1. VAETKI-7B-A1B Highlights

VAETKI-7B-A1B is a (small) language model developed by the NC-AI, designed especially for inference efficienty. VAETKI series adopt a Mixture-of-Experts (MoE) architecture to effectively balance performance and computational cost.

2. Model Overview

VAETKI-7B-A1B has the following features:

Type: Causal (Auto-regressive) Language Models
Architecture: Transformers, MoE (Mixture of Experts)
Developed by: NC-AI
Training Stage: Pretraining & Post-training
Number of Parameters: 7.25B in total and 1.2B activated
Number of Paramaters (Non-Embedding): 6.8B
Number of Layers: 24
Number of Attention Heads: 12
Number of Experts: 64
Number of Activated Experts: 5
Context Length: 16k tokens
Vocabulary Size: 126k
Languages: Korean, English, Chinese, and Japanese
License: MIT
Related URLs: https://github.com/wbl-ncai/VAETKI/

For more details, please refer to our Technical Report.

3. How to Use

See the Quickstart for more details.

4. Training Details

Training Data

Due to training time and resource constraints, only 1.86 trillion tokens from the available data sources were used for pre-training.

Training Procedure

Hardware
- Platform: Naver Cloud MLX Platform
- GPUs: NVIDIA H100 80GB HBM3 × 256
Software: The model architecture configuration, training loop, checkpointing, and distributed optimization logic were implemented based on Megatron-Core v0.14, with selective modifications to accommodate experimental requirements.
Hyperparameters

Hyperparameters Value

Learning rate 2e-4 → 1e-5

Batch size 8.1M → 32.4M Tokens

Context Length 4096 → 16384

Hyperparameters	Value
Learning rate	2e-4 → 1e-5
Batch size	8.1M → 32.4M Tokens
Context Length	4096 → 16384

5. Evaluation Results

We evaluate VAETKI-7B-A1B on various benchmarks and compare it with a series of models, as shown in the following. All three models were evaluated under the same experimental setup to ensure a fair and consistent comparison.

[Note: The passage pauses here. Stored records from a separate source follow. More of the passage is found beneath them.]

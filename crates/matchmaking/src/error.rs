//! Matchmaking error types

use thiserror::Error;

use crate::pair::MatchPair;

/// Result type alias for matchmaking operations
pub type Result<T> = std::result::Result<T, MatchingError>;

/// Errors raised by the engine and its configuration
#[derive(Error, Debug)]
pub enum MatchingError {
    /// Rejected configuration value
    #[error("Invalid matching configuration: {0}")]
    InvalidConfig(String),

    /// Engine lifecycle misuse
    #[error("Engine already running")]
    AlreadyRunning,
}

/// Errors raised by the notification pipeline
#[derive(Error, Debug)]
pub enum PipelineError {
    /// Ring capacity must be a power of two
    #[error("Ring buffer size must be a power of two, got {0}")]
    InvalidRingSize(usize),

    /// Consumer pool must not be empty
    #[error("Notification pipeline needs at least one consumer")]
    NoConsumers,

    /// The pipeline stopped accepting pairs; the pair is handed back
    #[error("Notification pipeline is shut down")]
    ShutDown(Box<MatchPair>),
}

/// Failure writing to a live connection
#[derive(Error, Debug, Clone, PartialEq, Eq)]
pub enum TransportError {
    /// Peer has gone away
    #[error("Connection closed: {0}")]
    Closed(String),

    /// Write failed on the wire
    #[error("Write failed: {0}")]
    WriteFailed(String),
}

#[cfg(test)]
mod tests {
    use super::*;

    #[test]
    fn test_error_messages() {
        let err = MatchingError::InvalidConfig("bucket_size must be positive, got 0".into());
        assert_eq!(
            err.to_string(),
            "Invalid matching configuration: bucket_size must be positive, got 0"
        );
        assert_eq!(MatchingError::AlreadyRunning.to_string(), "Engine already running");
        assert_eq!(
            PipelineError::InvalidRingSize(1000).to_string(),
            "Ring buffer size must be a power of two, got 1000"
        );
    }
}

Language	Tasks	Benchmark (Metric)	Granite-4.0-H-Tiny	OLMoE-1B-7B-0125-Instruct	VAETKI-7B-A1B
		Architecture	MoE	MoE	MoE
		# Total Params	7B	7B	7B
		# Activated Params	1B	1.3B	1.2B
		# Pre-trained Tokens	23T	4.07T	1.86T
Korean	General	KMMLU-Pro	27.1	15.1	24.2
	General	CLIcK	47.7	28.2	40.6
	General	KoBALT	12.1	7.7	11.9
	Reasoning	HRM8K	39.7	3.0	26.5
English	General	MMLU-Pro	41.9	14.0	34.6
	Reasoning	GPQA-Diamond	27.8	30.3	27.2
	Reasoning	MATH500	62.4	25.0	61.8
	Reasoning	IFBench	21.2	18.1	20.9

6. Limitations

Limitations: This model may produce inaccurate or incomplete outputs, including hallucinated content, particularly for ambiguous prompts or tasks requiring high factual accuracy. It may have limitations in complex multi-step reasoning, precise mathematical computation, and strict correctness in code generation. The model does not have the ability to independently verify information.
(Potential) Biases: The training data may contain social or cultural biases, which can be reflected in the model’s outputs. Despite mitigation efforts, biases related to gender, ethnicity, nationality, or religion may still occur.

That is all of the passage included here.